Good Vibrations: Noh’s Work Could Help Improve Elder Care
Noh Wins NSF CAREER Grant To Study Sensors in Smart Buildings
By Adam Dove
Carnegie Mellon University Civil and Environmental Engineering Assistant Professor Hae Young Noh can tell a lot about a person by their walk.
"When people walk around we can find out who you are, where you are and what you are doing," Noh said. "Just like a fingerprint, everyone's footprint has a different signature."
Noh is developing ways to record and track people's footsteps. For example, high heels produce higher frequency vibration waves than tennis shoes. When a person is turning, they place more weight on one foot, producing a footstep wave that is noticeably higher than the others.

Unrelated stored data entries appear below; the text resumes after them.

use crate::mutator::Mode;
use serde::Serialize;
use std::fmt;

/// Which class of buffer a corruption call addresses, and therefore how the
/// result is made visible.
#[derive(Debug, Clone, Copy, PartialEq, Eq, Hash, Default, Serialize)]
#[serde(rename_all = "lowercase")]
pub enum Target {
    /// Snapshot-and-reload when possible, live linear memory otherwise.
    #[default]
    Ram,
    /// Snapshot only; CPU registers have no live-memory counterpart.
    Cpu,
    /// Like `Ram`, restricted to audio-aware modes.
    Audio,
    /// The ROM file in the emulator's virtual filesystem.
    Rom,
}

const AUDIO_MODES: [Mode; 4] = [
    Mode::AudioGlitch,
    Mode::AudioInject,
    Mode::ByteSoundSwap,
    Mode::TextureVomit,
];

impl Target {
    pub const ALL: [Target; 4] = [Target::Ram, Target::Cpu, Target::Audio, Target::Rom];

    /// Parses a target name the way the UI sends it. Anything unrecognised,
    /// including a missing value, is `Ram`.
    pub fn parse_lenient(name: Option<&str>) -> Self {
        let Some(name) = name else {
            return Target::Ram;
        };
        match name.trim().to_ascii_lowercase().as_str() {
            "cpu" => Target::Cpu,
            "audio" => Target::Audio,
            "rom" | "romfile" | "rom (on-disk)" => Target::Rom,
            _ => Target::Ram,
        }
    }

    pub fn name(self) -> &'static str {
        match self {
            Target::Ram => "ram",
            Target::Cpu => "cpu",
            Target::Audio => "audio",
            Target::Rom => "rom",
        }
    }

    /// The mode used when the requested one is unknown or not allowed here.
    pub fn fallback_mode(self) -> Mode {
        match self {
            Target::Ram | Target::Cpu => Mode::BitFlip,
            Target::Audio => Mode::ByteSoundSwap,
            Target::Rom => Mode::ByteInject,
        }
    }

    pub fn allows(self, mode: Mode) -> bool {
        match self {
            Target::Audio => AUDIO_MODES.contains(&mode),
            Target::Ram | Target::Cpu | Target::Rom => true,
        }
    }

    /// Modes this target accepts, in catalog order.
    pub fn modes(self) -> Vec<Mode> {
        Mode::ALL
            .into_iter()
            .filter(|mode| self.allows(*mode))
            .collect()
    }

    /// Maps a requested mode name to the mode that will actually run.
    pub fn resolve_mode(self, requested: &str) -> Mode {
        match requested.parse::<Mode>() {
            Ok(mode) if self.allows(mode) => mode,
            Ok(mode) => {
                log::debug!(
                    "{mode} is not an {self} mode, using {}",
                    self.fallback_mode()
                );
                self.fallback_mode()
            }
            Err(e) => {
                log::debug!("{e}, using {}", self.fallback_mode());
                self.fallback_mode()
            }
        }
    }
}

impl fmt::Display for Target {
    fn fmt(&self, f: &mut fmt::Formatter<'_>) -> fmt::Result {
        f.write_str(self.name())
    }
}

The National Science Foundation (NSF) has awarded Noh a $500,000 Faculty Early Career Development Program (CAREER) grant to study how sensor technology can be used to enable "smart buildings" to locate and identify people and what they are doing through the vibrations of their movements.
The project, titled "Structures as sensors: elder activity level monitoring through structural vibrations," aims to use buildings as sensors to pick up vibration waves that pass through the floor when someone takes a step. By examining these waves, Noh said she can figure out how fast someone is moving, how much they weigh and their shoe type. The project focuses primarily on the application of this technology in elder care.
"Existing solutions to monitor occupants, such as vision, acoustic, motion and force sensors and mobile devices, have strict installation requirements," Noh wrote in the award's abstract. "These requirements lead to intrusive and dense deployment or require active user involvements."
Noh will install vibration sensors in three facilities. Through big data analysis, she is aiming to identify individuals by the footsteps in a way that will allow facilities to monitor patients' health and activity through simple sensors, as well as identify portions of a building that may provide unsafe footing for occupants.
The system also has other potential applications, such as helping dispatchers track first responders and people in distress during emergencies.